What are the first art experiences you remember as a child?

My first experiences in art actually started at my own kitchen table. At a very young age, I could be found drawing or coloring whatever I was inspired in at the time, whether it be animals or a favorite cartoon. When I was in Kindergarten, I won a Halloween coloring contest. That motivated me to continue art as a child. Eventually, I would go on to participate in the talented art program in elementary school. By the time I was in high school, I knew I wanted to make art my career. In recent years, I have become an art teacher working in a variety of schools with nearly all grade levels.

Young Anthony drawing at his kitchen table with his Mom
Young Anthony drawing at his kitchen table with his Mom

What is your background in art?

I graduated with a B.A. in Art and Education from Caldwell University in 2010. There, I was enrolled in a variety of courses such as painting, drawing, sculpture, computer graphics, and art history. One of my favorite classes was a museology course, which focused on the operation and management of museums and galleries. My experiences in art didn’t stop there! Also in college, I was the president of the Caldwell Art Club and exhibited my work in several town art shows and on campus. Throughout my educational career, I worked as a set designer and stage manager for many musical productions, which included Once Upon a Pedistal and Bye Bye Birdie. While teaching, I became art club advisor for “Young @ Art” to a new generation of artists. I am now an active member of Art Educators of New Jersey.

At a gallery exhibit with his artwork
At a gallery exhibit with his artwork

How long have you worked at the Messy Artist? What classes do you teach?

I have been part of the Messy Artist family for 3 years now! It was like yesterday, coming to Messy as the newest addition in 2012 when we moved to East Hanover. In the beginning, I began assisting at birthday parties and quickly worked my way into teaching our studio classes. I started helping with Storybook Art and Art Foundations 101 classes. I then taught Cartooning for a year, which was a very enjoyable experience. This past season, I taught a variety of classes, which included a section of Art Foundations Intensive, Chagalls, Monets, and even a Picasso class! You can also find me managing our birthday parties on the weekend, at many adult events during the year, or around our studio working on our lifesize Artist Harvest sculptures.

What are some of your favorite projects or topics to teach?

My favorite type of art will always be two-dimensional.

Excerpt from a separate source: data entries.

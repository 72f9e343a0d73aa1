//! Read-only SQL console

use anyhow::{bail, Context, Result};
use wms_editor::Session;
use wms_persistence::QueryResult;

/// Chạy query qua SQL console rồi in bảng (hoặc JSON) kết quả
pub fn run(session: &Session, sql: &str, json: bool) -> Result<()> {
    let mut console = session.console()?;
    console.set_text(sql);

    if console.execute(session.db()).is_err() {
        bail!("{}", console.status());
    }
    if let Some(result) = console.result() {
        if json {
            let text =
                serde_json::to_string_pretty(result).context("Failed to serialize result")?;
            println!("{}", text);
            return Ok(());
        }
        print_table(result);
    }
    println!("✅ {}", console.status());
    Ok(())
}

fn print_table(result: &QueryResult) {
    let widths: Vec<usize> = result
        .columns
        .iter()
        .enumerate()
        .map(|(i, name)| {
            result
                .rows
                .iter()
                .filter_map(|row| row.get(i))
                .map(|cell| cell.to_string().chars().count())
                .chain(std::iter::once(name.chars().count()))
                .max()
                .unwrap_or_default()
        })
        .collect();

    let line = |cells: Vec<String>| {
        let padded: Vec<String> = cells
            .iter()
            .zip(&widths)
            .map(|(cell, width)| format!("{:<width$}", cell, width = *width))
            .collect();
        println!("   {}", padded.join(" | "));
    };

    line(result.columns.clone());
    println!(
        "   {}",
        widths
            .iter()
            .map(|w| "-".repeat(*w))
            .collect::<Vec<_>>()
            .join("-+-")
    );
    for row in &result.rows {
        line(row.iter().map(|cell| cell.to_string()).collect());
    }
}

Drawing or painting are two of my favorite concentrations. I have a big interest in art history and enjoy incorporating art movements or famous works into my lessons. Abstract and Non figurative art from the 1900’s make for great open-ended projects with our students. Artists like Picasso, Kandinsky, Matisse, and Malevich are unique and kid friendly. They have inspired me, and I find that they inspire our students as well with their vibrant colors and fun shapes. In my opinion, any lesson involving analogous colors or the use of blending techniques really drives a lesson home. The kids love it when I sing “let it blend” or when I say “color in one direction, and not the band!”fine art classes for kids morris county The Messy Artist art studio for kids

What sort of art do you do on your own time?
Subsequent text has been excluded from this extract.